Karate Kid Legends film review featured image

Karate Kid: Legends Gets to the Tournament but Sweeps its Own Leg

Reviewed by Chris Corey
June 2, 2025

Karate Kid: Legends

★ ★

Karate Kid: Legends feels like the producers took a rough draft screenplay and decided that’s the version to lock in for production. There are some wonderful, heartwarming elements that are overshadowed by sloppy storytelling and paper thin character development. There are moments when this film hints at greatness – but manages to walk into its own crane kick to the face.

At its core, the film follows the same basic plot points as the original. A teenage boy is forced to move far away from his childhood town, leave his friends behind and start over in a new place where not everyone is friendly and the town bully wants to beat him up for moving in on his girl.

Ben Wang as Li Fong

Ben Wang as Li Fong
© 2025 Columbia Pictures

Li Fong (Ben Wang) and his mom, Dr. Fong (Ming-Na Wen) pack up and leave Bangkok for New York City when she gets a top surgeon position at a hospital there. Li says goodbye to Mr. Han (Jackie Chan), his uncle and kung fu teacher. Dr. Fong wants Li to stop training in martial arts because of a tragedy that happened within their family. Li’s brother Bo (Yankei Ge) was knifed to death in front of Li by the 2nd place winner in a tournament he just won.

Understandably, Li has some unchecked PTSD from this incident.

Li befriends Mia (Sadie Stanley), the daughter of a pizza shop owner. Her dad is Victor (Joshua Jackson) and he used to be an up-and-coming boxer. Li and Mia spend a lot of time together. This draws the ire of Conor Day (Aramis Knight), New York’s reigning teen martial arts champ and Mia’s ex-boyfriend.

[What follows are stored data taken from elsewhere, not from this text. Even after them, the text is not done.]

//! Access token claims model and the payload codec.
//!
//! The codec is pure: it splits the compact token on `.`, base64url-decodes
//! the middle segment, and parses it as JSON. It does NOT verify the issuer's
//! signature, so the output is only as trustworthy as the channel the token
//! arrived on. Deployments that let decoded roles cross a trust boundary must
//! verify tokens against the provider's published keys first.

// crates.io
use base64::{Engine, engine::general_purpose::URL_SAFE_NO_PAD};
// self
use crate::{_prelude::*, error::DecodeError};

/// Decoded access token payload.
///
/// Field names follow the provider's wire claims so the same struct serves as
/// the stored user-info document.
#[derive(Clone, Debug, PartialEq, Eq, Serialize, Deserialize)]
pub struct Claims {
	/// Subject identifier.
	pub sub: String,
	/// Issued-at instant, epoch seconds.
	pub iat: i64,
	/// Expiry instant, epoch seconds.
	pub exp: i64,
	/// Login name preferred by the user.
	#[serde(default)]
	pub preferred_username: Option<String>,
	/// Email address, when released by the provider.
	#[serde(default)]
	pub email: Option<String>,
	/// Human-readable display name.
	#[serde(default)]
	pub name: Option<String>,
	/// Per-client role grants keyed by client identifier.
	#[serde(default)]
	pub resource_access: BTreeMap<String, ClientAccess>,
}
impl Claims {
	/// Decodes the payload segment of a compact access token.
	///
	/// Fails with [`DecodeError`] on wrong segment count, invalid base64url,
	/// or an unparseable claims document; callers treat every failure as
	/// "unauthenticated".
	pub fn decode(access_token: &str) -> Result<Self, DecodeError> {
		let segments = access_token.split('.').collect::<Vec<_>>();

		if segments.len() != 3 {
			return Err(DecodeError::SegmentCount { found: segments.len() });
		}

		let payload = URL_SAFE_NO_PAD.decode(segments[1])?;
		let mut deserializer = serde_json::Deserializer::from_slice(&payload);

		serde_path_to_error::deserialize(&mut deserializer).map_err(DecodeError::Payload)
	}

	/// Returns the roles granted to the given client, empty when none.
	pub fn roles_for(&self, client_id: &str) -> BTreeSet<String> {
		self.resource_access
			.get(client_id)
			.map(|access| access.roles.iter().cloned().collect())
			.unwrap_or_default()
	}

	/// Issued-at instant as [`OffsetDateTime`].
	pub fn issued_at(&self) -> OffsetDateTime {
		OffsetDateTime::from_unix_timestamp(self.iat).unwrap_or(OffsetDateTime::UNIX_EPOCH)
	}

	/// Expiry instant as [`OffsetDateTime`].
	pub fn expires_at(&self) -> OffsetDateTime {
		OffsetDateTime::from_unix_timestamp(self.exp).unwrap_or(OffsetDateTime::UNIX_EPOCH)
	}

	/// Projects the flat profile document served to UI collaborators.
	pub fn profile(&self, client_id: &str) -> UserProfile {
		UserProfile {
			sub: self.sub.clone(),
			username: self.preferred_username.clone().unwrap_or_else(|| self.sub.clone()),
			preferred_username: self.preferred_username.clone(),
			email: self.email.clone(),
			name: self.name.clone(),
			roles: self.roles_for(client_id),
			iat: self.iat,
			exp: self.exp,
		}
	}
}

/// Role grants a provider client has released for one resource client.
#[derive(Clone, Debug, Default, PartialEq, Eq, Serialize, Deserialize)]
pub struct ClientAccess {
	/// Role names granted to the subject for this client.
	#[serde(default)]
	pub roles: Vec<String>,
}

/// Flattened claims view consumed by UI/page collaborators.
#[derive(Clone, Debug, PartialEq, Eq, Serialize, Deserialize)]
pub struct UserProfile {
	/// Subject identifier.
	pub sub: String,
	/// Login name, falling back to the subject when the provider released
	/// no preferred username.
	pub username: String,
	/// Login name preferred by the user, verbatim.
	pub preferred_username: Option<String>,
	/// Email address, when released.
	pub email: Option<String>,
	/// Human-readable display name.
	pub name: Option<String>,
	/// Roles granted for the configured client.
	pub roles: BTreeSet<String>,
	/// Issued-at instant, epoch seconds.
	pub iat: i64,
	/// Expiry instant, epoch seconds.
	pub exp: i64,
}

Joshua Jackson and Ben Wang

Joshua Jackson and Ben Wang
© 2025 Columbia Pictures

Victor gave up his career to raise Mia, and while he doesn’t regret doing so, he is about to step into the ring again hoping to pay off a loan shark. Victor borrowed the money for the pizza shop, and he’s been slow on payback. As it goes, the loan shark happens to be O’Shea (Tim Rozon), the owner of a mixed martial arts dojo. O’Shea is also the Sensei Kreese of New York City – Conor’s trainer.

Li gets into a fight at school with Conor and takes a beat-down. We expect this as Karate Kid fans. But here’s the thing – that same evening, Li expertly takes down three of O’Shea’s heavies who physically shake Victor down. While we’re scratching our heads at this contradiction, Victor sees enough of Li’s skills to ask him for training help.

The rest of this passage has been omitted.